The ultimate purpose of competitive strategy is to anticipate competitor moves and countermoves, and take the initiative to thwart the effectiveness of their plans. There are several steps to enable your company to do just that.
The first step of competitive strategy is to develop a comprehensive list of competitors in your market. Your competitors have a sense of others’ strengths and weaknesses, as well as their own. We ask each competitor to identify and describe its unique capabilities, competencies, and/or value proposition to understand where its strengths lie, relative to other companies in the same market. Similarly, we ask each competitor to describe aspects of its company and its competitor’s businesses that could use improvement.
We ask each competitor to reveal the opportunities and threats they see in the market. We look for the clear paths to growth and profitability that competitors have already identified. We may later determine that a particular competitor’s view of an opportunity or a threat is false, but first we need to identify all of the viewpoints. The next step is to examine the intersection of strengths and weaknesses with the opportunities and threats identified. Include detailed implications for your company in the analysis. By comparing each strength and weakness with each opportunity and threat, implications will emerge for actions your company could take.
We cannot start to develop competitive strategies in earnest, though, until we have discovered the actions that our competitors will be taking. It is not enough to see the opportunities and threats that they perceive; we must also strive to understand what they are doing about these threats, and how they are taking advantage of these opportunities. We need to be able to plot the present and future state of the competitors.

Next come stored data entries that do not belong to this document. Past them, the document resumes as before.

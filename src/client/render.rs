//! Rendering of answers to the terminal.
//!
//! Reasoning and answer text are separated by `Thinking:` and `Answer:`
//! headers. Streamed output is tracked by [`RenderState`] so each header is
//! written at most once per response.

use crate::protocol::{Delta, ResponseMessage};
use std::io::{self, Write};

const THINKING_HEADER: &str = "Thinking:";
const ANSWER_HEADER: &str = "Answer:";

/// Write a header followed by a dashed separator of the same width and a blank line.
fn write_header<W: Write>(out: &mut W, title: &str) -> io::Result<()> {
    write!(out, "{}\n{}\n\n", title, "-".repeat(title.len()))
}

/// Phase of a streamed response.
#[derive(Debug, Clone, Copy, PartialEq, Eq, Default)]
pub enum Phase {
    /// Nothing rendered yet.
    #[default]
    Idle,
    /// The `Thinking:` header has been written.
    Reasoning,
    /// Answer text is being written.
    Answering,
}

/// Tracks which section of a streamed response is being written.
///
/// Each header is written at most once. Empty fragments, such as the
/// `"content": ""` many servers open a stream with, never change the phase.
#[derive(Debug)]
pub struct RenderState {
    phase: Phase,
    hide_reasoning: bool,
    thinking_written: bool,
}

impl RenderState {
    pub fn new(hide_reasoning: bool) -> Self {
        Self {
            phase: Phase::Idle,
            hide_reasoning,
            thinking_written: false,
        }
    }

    pub fn phase(&self) -> Phase {
        self.phase
    }

    /// Write one streamed delta, emitting section headers on phase changes.
    pub fn render_delta<W: Write>(&mut self, out: &mut W, delta: &Delta) -> io::Result<()> {
        let reasoning = delta.reasoning_content.as_deref().filter(|r| !r.is_empty());
        if let Some(reasoning) = reasoning.filter(|_| !self.hide_reasoning) {
            if !self.thinking_written {
                if self.phase == Phase::Answering {
                    write!(out, "\n\n")?;
                }
                write_header(out, THINKING_HEADER)?;
                self.thinking_written = true;
                self.phase = Phase::Reasoning;
            }
            write!(out, "{}", reasoning)?;
            out.flush()?;
        }

        if let Some(content) = delta.content.as_deref().filter(|c| !c.is_empty()) {
            if self.phase == Phase::Reasoning {
                write!(out, "\n\n")?;
                write_header(out, ANSWER_HEADER)?;
            }
            self.phase = Phase::Answering;
            write!(out, "{}", content)?;
            out.flush()?;
        }

        Ok(())
    }

    /// Terminate the streamed output.
    pub fn finish<W: Write>(&mut self, out: &mut W) -> io::Result<()> {
        writeln!(out)?;
        out.flush()
    }
}

/// Write a complete (non-streamed) answer.
pub fn render_message<W: Write>(
    out: &mut W,
    message: &ResponseMessage,
    hide_reasoning: bool,
) -> io::Result<()> {
    let content = message.content.as_deref().unwrap_or_default().trim();
    let reasoning = message
        .reasoning_content
        .as_deref()
        .map(str::trim)
        .filter(|r| !r.is_empty() && !hide_reasoning);

    if let Some(reasoning) = reasoning {
        write_header(out, THINKING_HEADER)?;
        write!(out, "{}\n\n", reasoning)?;
        write_header(out, ANSWER_HEADER)?;
    }
    writeln!(out, "{}", content)?;
    out.flush()
}
use crate::error::{ParseError, SearchError};
use crate::persist::{load_index, IndexPaths};
use crate::query::{Query, QueryParser};
use crate::search::{evaluate_with_cancel, CancelFlag};
use crate::stats::{self, IndexStats};
use crate::tokenizer::Analyzer;
use crate::{DocId, Field, InvertedIndex};
use anyhow::Result;
use parking_lot::RwLock;
use serde::Serialize;
use std::path::Path;
use std::sync::Arc;
use std::time::{Duration, Instant};

#[derive(Debug, Clone, PartialEq, Serialize)]
pub struct SearchHit {
    pub doc_id: DocId,
    pub external_id: String,
    pub filename: String,
    pub score: f64,
}

#[derive(Debug, Clone)]
pub struct SearchResults {
    /// The parsed query that was executed.
    pub query: Query,
    pub total_hits: usize,
    pub hits: Vec<SearchHit>,
    pub took: Duration,
}

/// Query API over the current index snapshot.
///
/// Readers clone the current `Arc` and evaluate without holding any lock;
/// [`Searcher::publish`] swaps in a fully built snapshot while in-flight
/// queries finish against the one they started with.
pub struct Searcher {
    current: RwLock<Arc<InvertedIndex>>,
    default_field: Field,
}

impl Searcher {
    pub fn new(index: InvertedIndex) -> Self {
        Self::from_shared(Arc::new(index))
    }

    pub fn from_shared(index: Arc<InvertedIndex>) -> Self {
        Self { current: RwLock::new(index), default_field: Field::Content }
    }

    /// Loads a persisted snapshot; it is validated before it becomes searchable.
    pub fn open<P: AsRef<Path>>(dir: P) -> Result<Self> {
        let index = load_index(&IndexPaths::new(dir))?;
        Ok(Self::new(index))
    }

    pub fn with_default_field(mut self, field: Field) -> Self {
        self.default_field = field;
        self
    }

    pub fn snapshot(&self) -> Arc<InvertedIndex> {
        self.current.read().clone()
    }

    /// Makes `index` the current snapshot and returns the previous one.
    pub fn publish(&self, index: InvertedIndex) -> Arc<InvertedIndex> {
        let next = Arc::new(index);
        let (num_docs, num_terms) = (next.num_docs(), next.num_terms());
        let previous = std::mem::replace(&mut *self.current.write(), next);
        tracing::info!(num_docs, num_terms, "published index snapshot");
        previous
    }

    pub fn parse(&self, query: &str) -> Result<Query, ParseError> {
        let snapshot = self.snapshot();
        self.parser(&snapshot).parse(query)
    }

    fn parser(&self, index: &InvertedIndex) -> QueryParser {
        QueryParser::new(self.default_field, Analyzer::new(*index.analyzer()))
    }

    pub fn search(&self, query: &str, k: usize) -> Result<SearchResults, SearchError> {
        self.search_with_cancel(query, k, &CancelFlag::new())
    }

    pub fn search_with_cancel(&self, query: &str, k: usize, cancel: &CancelFlag) -> Result<SearchResults, SearchError> {
        let start = Instant::now();
        let snapshot = self.snapshot();
        let parsed = self.parser(&snapshot).parse(query)?;
        let top = evaluate_with_cancel(&parsed, &snapshot, k, cancel)?;

        let hits = top
            .hits
            .into_iter()
            .filter_map(|r| {
                let doc = snapshot.doc(r.doc_id)?;
                Some(SearchHit {
                    doc_id: r.doc_id,
                    external_id: doc.external_id.clone(),
                    filename: doc.filename.clone(),
                    score: r.score,
                })
            })
            .collect();
        let took = start.elapsed();
        tracing::debug!(query = %parsed, total_hits = top.total_hits, took_ms = took.as_millis() as u64, "search");
        Ok(SearchResults { query: parsed, total_hits: top.total_hits, hits, took })
    }

    pub fn stats(&self) -> IndexStats {
        IndexStats::collect(&self.snapshot())
    }

    pub fn doc_freq(&self, field: Field, term: &str) -> u32 {
        stats::doc_freq(&self.snapshot(), field, term)
    }

    pub fn total_term_freq(&self, field: Field, term: &str) -> u64 {
        stats::total_term_freq(&self.snapshot(), field, term)
    }
}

It is important to understand the various unmet needs of different segments of customers. Comparing the needs of different segments of customers with the positioning strategies of competitors reveals that some competitors are positioning themselves in a no-man’s-land of white space. They are effectively driving themselves off a cliff – where no customer needs exist. Other competitors will be found clustered around the same small customer need that many of its competitors are going after. As a result, they will all starve for lack of sufficient customer need. The wise competitor observes where the competitors are positioning themselves, and where the customer needs are, and looks for the customer opportunities that are not being met by many (or any) of its rivals.